For the Greeks worked more in the spirit of Instinct; that is, more according to certain transmitted laws and ideas than we realize--albeit this tradition was of a very high order.

We have lost Art because we have not developed tradition, but have immensely increased consciousness, or reflection, out of proportion to art It was from India and Egypt in a _positive_ form that Man drew the poison of sentimental Egoism which became comparative in the Middle Ages and superlative in this our time.
It is very evident that as soon as men become self-conscious of great work, or cease to work for the sake of enjoying Art, or its results, and turn all their attention to the genius or cleverness, or character or style, self, _et cetera_, of the _artist_, or of themselves, a decadence sets in, as there did after the Renaissance, when knowledge or enjoyment of Art was limited, and guided by familiarity with names and schools and "manners," or the like, far more than by real beauty in itself.

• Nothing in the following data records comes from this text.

//! The page's global side-effect boundary.
//!
//! Everything that touches process-wide state (body scroll lock, document
//! `keydown`, window `scroll`, animation frames) goes through
//! [`ViewportController`], so the controllers can run without a DOM.
//!
//! - [`HeadlessViewport`]: native, records every call and lets callers
//!   dispatch key, scroll and frame events.
//! - `DomViewport` (wasm32 only, in `viewer`): the browser implementation.

mod headless;

use std::rc::Rc;

pub use headless::HeadlessViewport;

/// Handle returned when a listener is registered
#[derive(Debug, Clone, Copy, PartialEq, Eq, Hash, PartialOrd, Ord)]
pub struct ListenerId(pub u32);

/// Receives the `key` of every `keydown` while registered.
pub type KeyHandler = Rc<dyn Fn(&str)>;

/// Receives the current vertical scroll offset on every `scroll` event.
pub type ScrollHandler = Rc<dyn Fn(f64)>;

/// Runs once on the next animation frame.
pub type FrameCallback = Box<dyn FnOnce()>;

/// Injected capability over document-level side effects.
///
/// Handlers may call back into the same controller (e.g. an Escape handler
/// that unregisters itself), so implementations must not hold internal
/// borrows while invoking them.
pub trait ViewportController {
    /// Suppress background scrolling of the document.
    fn lock_scroll(&mut self);

    /// Restore background scrolling.
    fn unlock_scroll(&mut self);

    fn on_key(&mut self, handler: KeyHandler) -> ListenerId;

    /// Returns false if `id` was not registered.
    fn off_key(&mut self, id: ListenerId) -> bool;

    fn on_scroll(&mut self, handler: ScrollHandler) -> ListenerId;

    /// Returns false if `id` was not registered.
    fn off_scroll(&mut self, id: ListenerId) -> bool;

    /// Schedule `callback` for the next animation frame.
    ///
    /// Returns false if no frame could be requested; `callback` is then
    /// dropped without running and the caller does the work itself.
    fn request_frame(&mut self, callback: FrameCallback) -> bool;

    /// Current vertical scroll offset of the document (px).
    fn scroll_offset(&self) -> f64;

    /// Scroll the document so that `top` is at the viewport top.
    fn scroll_to(&mut self, top: f64);
}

Now, out of all this which I have said on Art, strange conclusions may be drawn, the first being that even without self-conscious Thought or excess of Intellect, there can be a Sense of Enjoyment in any or every organism, also a further development of memory of that enjoyment, and finally a creation of buildings, music and song, with no reflection, in animals, and very little in Man.

And when Man gets beyond working with simple Nature and begins to think chiefly about himself, his Art, as regards harmony with Nature, deteriorates.
We do not sufficiently reflect on the fact that _Natura naturans_, or the action of Nature (or simply following Tradition), may, as is the case of Transition Architecture, involve the creation of marvelously ingenious and beautiful works, and the great enjoyment of them by Instinct alone.